Mannheim. In Zeiten angespannter städtischer Finanzen müssen auch Kultureinrichtungen ihren Beitrag zur Haushaltskonsolidierung leisten. Das Nationaltheater Mannheim (NTM), die zentrale kulturelle Institution Mannheims, sieht sich gezwungen, erhebliche Einsparungen umzusetzen - hier die wichtigsten Fragen zum Sparkurs.

Warum muss die Stadt Mannheim überhaupt viel Geld einsparen?

Die Stadt Mannheim steht vor erheblichen finanziellen Herausforderungen, die in den kommenden Jahren zu umfangreichen Einsparungen führen müssen.
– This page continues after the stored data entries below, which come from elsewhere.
//! # Milestone Data Transfer Objects
//!
//! Request and response types for the milestone lifecycle: definition,
//! submission and grading.

use serde::{Deserialize, Serialize};
use validator::Validate;

/// Request to add a milestone to an existing project
#[derive(Debug, Clone, PartialEq, Deserialize, Validate)]
pub struct CreateMilestoneRequest {
    /// Milestone title
    #[validate(length(min = 1, max = 255, message = "Milestone title is required"))]
    pub title:       String,
    /// Milestone description
    pub description: Option<String>,
    /// Due date, YYYY-MM-DD
    #[validate(length(min = 1, message = "Due date is required"))]
    pub due_date:    String,
    /// Percentage contribution to the project grade, (0, 100]
    pub weightage:   f32,
}

/// A file uploaded with a submission, already read off the wire
#[derive(Debug, Clone, PartialEq, Eq)]
pub struct UploadedFile {
    /// Filename as supplied by the client
    pub filename: String,
    /// Raw content
    pub content:  Vec<u8>,
}

/// Request to submit milestone work for a team
///
/// Built by the routing layer from a multipart form; files arrive fully
/// buffered.
#[derive(Debug, Clone, PartialEq, Validate)]
pub struct SubmitMilestoneRequest {
    /// The submitting team
    #[validate(range(min = 1, message = "Team ID is required"))]
    pub team_id: i32,
    /// Submission text
    pub text:    Option<String>,
    /// External links, appended to the submission body
    pub links:   Vec<String>,
    /// Attached documents
    pub files:   Vec<UploadedFile>,
}

/// Request to grade a milestone for a team
#[derive(Debug, Clone, PartialEq, Deserialize, Validate)]
pub struct GradeMilestoneRequest {
    /// The graded team
    #[validate(range(min = 1, message = "Team ID is required"))]
    pub team_id:  i32,
    /// Grade in [0, 100]
    pub grade:    f32,
    /// Feedback text
    #[validate(length(max = 8000, message = "Feedback must not exceed 8000 characters"))]
    pub feedback: Option<String>,
}

/// Request to grade an existing submission by its ID
#[derive(Debug, Clone, PartialEq, Deserialize, Validate)]
pub struct GradeSubmissionRequest {
    /// Grade in [0, 100]
    pub grade:    f32,
    /// Feedback text
    #[validate(length(max = 8000, message = "Feedback must not exceed 8000 characters"))]
    pub feedback: Option<String>,
}

/// Response for a milestone
#[derive(Debug, Clone, PartialEq, Serialize)]
pub struct MilestoneResponse {
    /// Milestone's unique identifier
    pub id:          i32,
    /// Owning project
    pub project_id:  i32,
    /// Milestone title
    pub title:       String,
    /// Milestone description
    pub description: Option<String>,
    /// Due date (RFC 3339 date)
    pub due_date:    String,
    /// Percentage contribution to the project grade
    pub weightage:   f32,
}

/// A milestone as seen by a team, with submission state
#[derive(Debug, Clone, PartialEq, Serialize)]
pub struct TeamMilestoneResponse {
    /// The milestone
    #[serde(flatten)]
    pub milestone:       MilestoneResponse,
    /// Whether the submission slot is taken
    pub submitted:       bool,
    /// Submission timestamp, when submitted (RFC 3339)
    pub submission_date: Option<String>,
    /// Grade, when graded
    pub grade:           Option<f32>,
    /// Feedback, when provided
    pub feedback:        Option<String>,
}

/// A document attached to a submission
#[derive(Debug, Clone, PartialEq, Eq, Serialize)]
pub struct DocumentInfo {
    /// Document record ID
    pub id:          i32,
    /// Original filename
    pub filename:    String,
    /// Upload timestamp (RFC 3339)
    pub uploaded_at: String,
}

/// Response for a submission, as listed for professors
#[derive(Debug, Clone, PartialEq, Serialize)]
pub struct SubmissionResponse {
    /// Submission record ID
    pub submission_id:   i32,
    /// Submitted milestone
    pub milestone_id:    i32,
    /// Milestone title
    pub milestone_title: String,
    /// Owning project
    pub project_id:      i32,
    /// Submitting team
    pub team_id:         i32,
    /// Team name
    pub team_name:       String,
    /// Submission timestamp (RFC 3339)
    pub submitted_at:    String,
    /// Submission body
    pub body:            Option<String>,
    /// Grade, when graded
    pub grade:           Option<f32>,
    /// Feedback, when provided
    pub feedback:        Option<String>,
    /// Whether a grade has been recorded
    pub is_graded:       bool,
    /// Attached documents
    pub documents:       Vec<DocumentInfo>,
}

/// Response for submission lists
#[derive(Debug, Clone, PartialEq, Serialize)]
pub struct SubmissionListResponse {
    /// Whether the operation was successful
    pub success:     bool,
    /// Submissions
    pub submissions: Vec<SubmissionResponse>,
}

#[cfg(test)]
mod tests {
    use super::*;

    #[test]
    fn test_create_milestone_request_valid() {
        let req = CreateMilestoneRequest {
            title:       "Prototype".to_string(),
            description: Some("Working end-to-end demo".to_string()),
            due_date:    "2025-04-15".to_string(),
            weightage:   30.0,
        };
        assert!(req.validate().is_ok());
    }

    #[test]
    fn test_create_milestone_request_missing_due_date() {
        let req = CreateMilestoneRequest {
            title:       "Prototype".to_string(),
            description: None,
            due_date:    String::new(),
            weightage:   30.0,
        };
        assert!(req.validate().is_err());
    }

    #[test]
    fn test_submit_request_requires_team() {
        let req = SubmitMilestoneRequest {
            team_id: 0,
            text:    None,
            links:   vec![],
            files:   vec![],
        };
        assert!(req.validate().is_err());
    }

    #[test]
    fn test_grade_request_feedback_cap() {
        let req = GradeMilestoneRequest {
            team_id:  1,
            grade:    85.0,
            feedback: Some("x".repeat(8001)),
        };
        assert!(req.validate().is_err());
    }
}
Bis Ende 2028 wird ein Liquiditätsdefizit von rund 603 Millionen Euro erwartet. Diese Situation resultiert aus mehreren Faktoren:

  • Rückgang der Gewerbesteuereinnahmen: Für das Jahr 2025 rechnet die Stadt mit einem Einbruch der Gewerbesteuereinnahmen um etwa 90 Millionen Euro.
  • Steigende Ausgaben: Die Kosten für soziale Leistungen, Kinderbetreuung und Investitionen in Infrastrukturprojekte wie die Sanierung des Nationaltheaters sind gestiegen.
  • Verluste städtischer Eigenbetriebe: Einige städtische Unternehmen verzeichnen finanzielle Verluste, die den Haushalt zusätzlich belasten.

Wie viel davon muss die Kulturszene einsparen?

Die städtischen Kulturhäuser müssen ihren Teil zum Sparkurs beitragen: Weniger Sonderausstellungen, angepasste Eintrittspreise, kürzere Öffnungszeiten – das sind nur einige der Stellschrauben, die die Stadt in ihrem Mannheimer Zukunftshaushalt (MZH) nennt. Beim Kulturamt soll die Projektförderung ab 2027 schrittweise um rund zehn Prozent gekürzt werden.

Das Nationaltheater Mannheim ist dabei ein eigener Posten: Hier soll vor allem bei der teuren Generalsanierung gespart werden, zudem wird am jährlichen Zuschussbedarf gedreht.

Die Stadt will unterdessen künftig gezielt auf Stiftungen setzen. Mit Einnahmen aus Erbschaften oder Schenkungen sollen kulturelle und soziale Projekte unterstützt werden.

So soll der Chorprobensaal nach der Sanierung aussehen. © Schmucker und Partner

Wie viel muss das NTM tatsächlich einsparen?

Die Einsparsumme für 2025 beträgt laut dem Geschäftsführenden Intendanten Tilmann Pröllochs 914.000 Euro. Das entspreche zwei Prozent der gesamten Zuschusssumme der Stadt an das NTM, so Pröllochs (45,7 Millionen Euro – ohne den Schuldendienst von rund acht Millionen Euro). Für das Jahr 2026 entsprechen drei Prozent einer Einsparung von 1.454.000 Euro. Diese Werte beruhen auf den Daten des MZH, die in den Nachtragshaushalt der Stadt Mannheim einfließen.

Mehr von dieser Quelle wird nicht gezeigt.